Multicloud networking presents a huge optimization surface: choosing which provider, region, and path to use for specific workloads while balancing cost, carbon, latency, and compliance constraints across thousands of variables. Classical algorithms already struggle to find global optima in this space; quantum and quantum-inspired algorithms promise to explore far more combinations in a fraction of the time.

A TBM team could use quantum optimization to explore questions such as:

  • What is the optimal mix of private interconnection, cloud-native connectivity and third-party network-as-a-service to minimize total cost of ownership for AI training, given rapidly changing spot prices and carbon intensity across regions?
  • Which combination of data center regions and edge locations yields the best trade-off between customer experience and sovereign data requirements, under tightening regulations?
  • While full-scale quantum advantage for these problems may still be years away, quantum-inspired solvers available via cloud APIs can already help stress-test strategies that TBM and network architects design today. The key is to integrate their outputs into the same multicloud dashboards and policy engines that guide human and agentic AI decisions, rather than treating quantum experiments as isolated science projects.
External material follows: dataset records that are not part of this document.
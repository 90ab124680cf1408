//! WAL Writer
//!
//! Handles appending entries to the WAL file.

use std::fs::{File, OpenOptions};
use std::io::{BufWriter, Write};
use std::path::{Path, PathBuf};

use crate::config::WalSyncStrategy;
use crate::error::{Result, TagaaError};
use super::{Operation, WalEntry, WalReader};

/// Writes entries to the WAL file
pub struct WalWriter {
    path: PathBuf,
    writer: BufWriter<File>,
    /// LSN the next appended entry receives
    next_lsn: u64,
    sync_strategy: WalSyncStrategy,
    /// Entries written since the last fsync
    unsynced: usize,
    /// File length up to the end of the last successful append
    len: u64,
    /// Set when a failed append could not be rolled back
    broken: bool,
}

impl WalWriter {
    /// Open or create a WAL file
    ///
    /// Existing entries are scanned so LSNs continue where the log left off.
    /// Callers are expected to have run recovery first, so the scan stops at
    /// the first invalid entry without complaint.
    pub fn open(path: &Path, sync_strategy: WalSyncStrategy) -> Result<Self> {
        let file = OpenOptions::new().create(true).append(true).open(path)?;
        let len = file.metadata()?.len();

        let mut last_lsn = 0;
        let mut reader = WalReader::open(path)?;
        while let Ok(Some(entry)) = reader.next_entry() {
            last_lsn = entry.lsn;
        }

        Ok(Self {
            path: path.to_path_buf(),
            writer: BufWriter::new(file),
            next_lsn: last_lsn + 1,
            sync_strategy,
            unsynced: 0,
            len,
            broken: false,
        })
    }

    /// Append one transaction's operations as a single entry
    ///
    /// Returns the LSN assigned to the entry. On error nothing of the entry
    /// remains in the file or in the write buffer.
    pub fn append(&mut self, operations: Vec<Operation>) -> Result<u64> {
        if self.broken {
            return Err(TagaaError::Storage(format!(
                "WAL {} is unusable after a failed append",
                self.path.display()
            )));
        }

        let lsn = self.next_lsn;
        let frame = WalEntry::new(lsn, operations).serialize()?;

        if let Err(e) = self.write_frame(&frame) {
            if let Err(rollback) = self.discard_tail() {
                tracing::error!(
                    path = %self.path.display(),
                    error = %rollback,
                    "could not roll back failed WAL append"
                );
                self.broken = true;
            }
            return Err(e);
        }

        self.len += frame.len() as u64;
        self.next_lsn += 1;
        Ok(lsn)
    }

    fn write_frame(&mut self, frame: &[u8]) -> Result<()> {
        self.writer.write_all(frame)?;
        self.writer.flush()?;
        self.unsynced += 1;

        let should_sync = match self.sync_strategy {
            WalSyncStrategy::EveryWrite => true,
            WalSyncStrategy::EveryNEntries { count } => self.unsynced >= count,
        };
        if should_sync {
            self.sync()?;
        }
        Ok(())
    }

    /// Drop buffered bytes and cut the file back to the last good append
    fn discard_tail(&mut self) -> Result<()> {
        let file = OpenOptions::new().append(true).open(&self.path)?;
        // into_parts hands back the buffer instead of flushing it
        let stale = std::mem::replace(&mut self.writer, BufWriter::new(file));
        let _ = stale.into_parts();

        let file = self.writer.get_ref();
        file.set_len(self.len)?;
        file.sync_all()?;
        Ok(())
    }

    /// Force sync to disk
    pub fn sync(&mut self) -> Result<()> {
        self.writer.flush()?;
        self.writer.get_ref().sync_data()?;
        self.unsynced = 0;
        Ok(())
    }

    /// Discard all entries (after their contents became durable elsewhere)
    ///
    /// LSNs keep increasing across truncations.
    pub fn truncate(&mut self) -> Result<()> {
        self.writer.flush()?;
        let file = self.writer.get_ref();
        file.set_len(0).map_err(|e| {
            TagaaError::Storage(format!("failed to truncate {}: {}", self.path.display(), e))
        })?;
        file.sync_all()?;
        self.unsynced = 0;
        self.len = 0;
        Ok(())
    }

    /// Get the LSN the next entry will receive
    pub fn next_lsn(&self) -> u64 {
        self.next_lsn
    }

    /// Path of the log file
    pub fn path(&self) -> &Path {
        &self.path
    }
}
//! Storage Module
//!
//! Persistent sorted storage for flushed MemTables.
//!
//! ## Responsibilities
//! - Persist committed data to disk in sorted, immutable tables
//! - Point lookups and prefix scans across all tables (newest wins)
//! - Full compaction once too many tables accumulate
//!
//! See [`sstable`] for the file layout.

pub mod sstable;
mod manager;

pub use sstable::{SSTable, SSTableBuilder, SSTableIterator, SSTableReader};
pub use manager::StorageManager;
Connected ecosystems and edge: Multicloud networking moves to the factory floor and city street

The Internet of Things is evolving into dense, connected ecosystems spanning factories, cities, vehicles and supply chains. Edge computing has emerged as the preferred way to process the resulting data deluge by pushing compute closer to where data is generated. Research from StartUs Insights and others finds that edge computing is enabling low-latency applications in autonomous vehicles, smart cities and industrial automation, with large enterprises rapidly adopting it to reduce latency and increase efficiency. StartUs Insights

For TBM and multicloud networking, this means the “edges” of the network are no longer just distant outposts; they are revenue-critical domains in their own right. An industrial firm might run computer vision models on rugged edge servers in ports and factories, relay aggregated insights to regional clouds for coordination, and archive batches to a low-cost hyperscaler region for long-term analytics. Telcos and logistics companies are layering private 5G and time-sensitive networking onto this picture, multiplying the number of endpoints that TBM must track and cost-allocate.
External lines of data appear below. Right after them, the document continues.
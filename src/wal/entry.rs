//! WAL Entry definitions
//!
//! Defines the structure of individual WAL log entries.

use serde::{Deserialize, Serialize};

use crate::error::{Result, TagaaError};

/// Header size: LSN (8) + CRC (4) + Len (4)
pub const HEADER_SIZE: usize = 16;

/// Upper bound for a single entry payload; anything larger is treated as corruption
pub const MAX_ENTRY_SIZE: u32 = 256 * 1024 * 1024;

/// A single entry in the WAL: every write of one committed transaction
#[derive(Debug, Clone, PartialEq, Serialize, Deserialize)]
pub struct WalEntry {
    /// Log Sequence Number - monotonically increasing
    pub lsn: u64,

    /// The operations to apply, in order
    pub operations: Vec<Operation>,

    /// Timestamp (unix millis) when entry was created
    pub timestamp: i64,
}

/// Operations that can be logged
#[derive(Debug, Clone, PartialEq, Eq, Serialize, Deserialize)]
pub enum Operation {
    /// Put a key-value pair
    Put { key: Vec<u8>, value: Vec<u8> },

    /// Delete a key
    Delete { key: Vec<u8> },
}

impl Operation {
    /// The key this operation touches
    pub fn key(&self) -> &[u8] {
        match self {
            Operation::Put { key, .. } | Operation::Delete { key } => key,
        }
    }
}

impl WalEntry {
    /// Create a new entry stamped with the current time
    pub fn new(lsn: u64, operations: Vec<Operation>) -> Self {
        Self {
            lsn,
            operations,
            timestamp: chrono::Utc::now().timestamp_millis(),
        }
    }

    /// Serialize to the on-disk frame: header followed by payload
    pub fn serialize(&self) -> Result<Vec<u8>> {
        let payload = bincode::serialize(self)
            .map_err(|e| TagaaError::Serialization(e.to_string()))?;

        if payload.len() > MAX_ENTRY_SIZE as usize {
            return Err(TagaaError::Serialization(format!(
                "WAL entry too large: {} bytes (max {})",
                payload.len(),
                MAX_ENTRY_SIZE
            )));
        }

        let mut frame = Vec::with_capacity(HEADER_SIZE + payload.len());
        frame.extend_from_slice(&self.lsn.to_le_bytes());
        frame.extend_from_slice(&Self::compute_crc(&payload).to_le_bytes());
        frame.extend_from_slice(&(payload.len() as u32).to_le_bytes());
        frame.extend_from_slice(&payload);
        Ok(frame)
    }

    /// Deserialize a complete frame (header + payload)
    pub fn deserialize(bytes: &[u8]) -> Result<Self> {
        let (lsn, crc, len) = Self::parse_header(bytes)?;

        let payload = bytes.get(HEADER_SIZE..HEADER_SIZE + len as usize).ok_or_else(|| {
            TagaaError::WalCorruption(format!(
                "truncated payload: expected {} bytes, got {}",
                len,
                bytes.len().saturating_sub(HEADER_SIZE)
            ))
        })?;

        Self::decode_payload(lsn, crc, payload)
    }

    /// Parse the fixed header into (lsn, crc, payload_len)
    pub(crate) fn parse_header(bytes: &[u8]) -> Result<(u64, u32, u32)> {
        if bytes.len() < HEADER_SIZE {
            return Err(TagaaError::WalCorruption(format!(
                "truncated header: expected {} bytes, got {}",
                HEADER_SIZE,
                bytes.len()
            )));
        }

        let mut lsn = [0u8; 8];
        let mut crc = [0u8; 4];
        let mut len = [0u8; 4];
        lsn.copy_from_slice(&bytes[0..8]);
        crc.copy_from_slice(&bytes[8..12]);
        len.copy_from_slice(&bytes[12..16]);
        let (lsn, crc, len) = (
            u64::from_le_bytes(lsn),
            u32::from_le_bytes(crc),
            u32::from_le_bytes(len),
        );

        if len > MAX_ENTRY_SIZE {
            return Err(TagaaError::WalCorruption(format!(
                "entry length {} exceeds maximum {}",
                len, MAX_ENTRY_SIZE
            )));
        }

        Ok((lsn, crc, len))
    }

    /// Verify the checksum and decode the payload
    pub(crate) fn decode_payload(lsn: u64, crc: u32, payload: &[u8]) -> Result<Self> {
        let actual = Self::compute_crc(payload);
        if actual != crc {
            return Err(TagaaError::WalCorruption(format!(
                "CRC mismatch for LSN {}: stored {:#010x}, computed {:#010x}",
                lsn, crc, actual
            )));
        }

        let entry: WalEntry = bincode::deserialize(payload)
            .map_err(|e| TagaaError::WalCorruption(format!("undecodable entry: {}", e)))?;

        if entry.lsn != lsn {
            return Err(TagaaError::WalCorruption(format!(
                "LSN mismatch: header {}, payload {}",
                lsn, entry.lsn
            )));
        }

        Ok(entry)
    }

    pub fn compute_crc(payload: &[u8]) -> u32 {
        crc32fast::hash(payload)
    }
}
Modern multicloud networking platforms are responding by extending their control planes to the edge, offering unified policies that span on-premises clusters, multiple clouds and thousands of edge locations. IDC expects demand for multicloud networking to accelerate as enterprises seek to connect and secure AI models and inferencing applications across these distributed estates. IDC Futuriom’s research similarly positions multicloud networking and network-as-a-service at the core of future IT infrastructure strategies. Itential

TBM leaders must therefore evolve their cost models to treat edge sites as first-class assets with their own bill-of-IT, not as “miscellaneous connectivity expenses.” That includes understanding how decisions like where to terminate edge traffic (locally, regionally, or centrally) and which cloud to use for backhaul materially affect margins, service-level agreements, and sustainability targets.
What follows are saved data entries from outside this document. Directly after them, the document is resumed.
//! SSTable Iterator
//!
//! Sequential iteration over all entries in an SSTable.

use std::fs::File;
use std::io::{BufReader, Read, Seek, SeekFrom};

use crate::error::{Result, TagaaError};

use super::{le_u32, HEADER_SIZE, TOMBSTONE_MARKER};

/// Iterator over SSTable entries in sorted key order
pub struct SSTableIterator<'a> {
    file: &'a mut BufReader<File>,
    /// Start of the index block
    end_offset: u64,
    current_offset: u64,
}

impl<'a> SSTableIterator<'a> {
    pub(super) fn new(file: &'a mut BufReader<File>, end_offset: u64) -> Result<Self> {
        file.seek(SeekFrom::Start(HEADER_SIZE))?;
        Ok(Self {
            file,
            end_offset,
            current_offset: HEADER_SIZE,
        })
    }

    fn read_entry(&mut self) -> Result<(Vec<u8>, Option<Vec<u8>>)> {
        let mut header = [0u8; 8];
        self.file.read_exact(&mut header)?;
        let key_len = le_u32(&header[0..4]) as usize;
        let val_len = le_u32(&header[4..8]);

        let mut key = vec![0u8; key_len];
        self.file.read_exact(&mut key)?;
        let mut entry_size = 8 + key_len as u64;

        let value = if val_len == TOMBSTONE_MARKER {
            None
        } else {
            let mut v = vec![0u8; val_len as usize];
            self.file.read_exact(&mut v)?;
            entry_size += val_len as u64;
            Some(v)
        };

        self.current_offset += entry_size;
        if self.current_offset > self.end_offset {
            return Err(TagaaError::Storage(
                "SSTable entry overruns the index block".to_string(),
            ));
        }
        Ok((key, value))
    }
}

impl<'a> Iterator for SSTableIterator<'a> {
    /// (key, Option<value>): None value means tombstone
    type Item = Result<(Vec<u8>, Option<Vec<u8>>)>;

    fn next(&mut self) -> Option<Self::Item> {
        if self.current_offset >= self.end_offset {
            return None;
        }
        match self.read_entry() {
            Ok(entry) => Some(Ok(entry)),
            Err(e) => {
                // Stop after the first failure.
                self.current_offset = self.end_offset;
                Some(Err(e))
            }
        }
    }
}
Re-imagining TBM: From cost policing to dynamic policy for AI-driven networks

As these technologies converge, TBM’s role in multicloud networking becomes more strategic and more continuous. Instead of annual budgeting cycles and quarterly cloud optimization sprints, TBM teams will be expected to define dynamic policies that AI agents, developers and network platforms can enforce in near real time.

Those policies will span several dimensions. They will define acceptable ranges for unit economics, such as the cost per gigabyte of egress across specific clouds or the cost per millisecond of latency improvement for customer-facing services. They will codify risk tolerances for preemptive security controls and data residency. They will establish thresholds that trigger automated actions, such as scaling down underutilized interconnects or renegotiating enterprise agreements when usage patterns shift.

To support this, TBM tooling will need deeper hooks into multicloud networking platforms. Rather than treating network charges as opaque lines on a bill, these tools should ingest detailed flow logs, service topology data and security posture metrics. Cloud-agnostic monitoring and multicloud connectivity vendors are increasingly investing in such capabilities, positioning themselves as the “glass panels” where technical and financial perspectives align. Netskope

The cultural shift may be even bigger than the technical one. TBM teams will need to collaborate more closely with SRE, NetOps, SecOps, and platform engineering groups, as well as with business product owners. Agentic AI will automate many of the rote analyses TBM teams perform today, but it will also force them to articulate their reasoning in machine-readable form. In effect, TBM moves from being a specialist practice to becoming the business grammar of the multicloud network.

Closing thoughts and looking forward

By 2026, multicloud networking will be the stage on which the six defining technologies of TBM – agentic AI, AI-native development platforms, preemptive cybersecurity, quantum computing, connected ecosystems, and edge computing – all play out. The organizations that thrive will be those that recognize multicloud networking not as background plumbing, but as a strategic, programmabl,e and measurable asset that can be shaped in real time to support business goals.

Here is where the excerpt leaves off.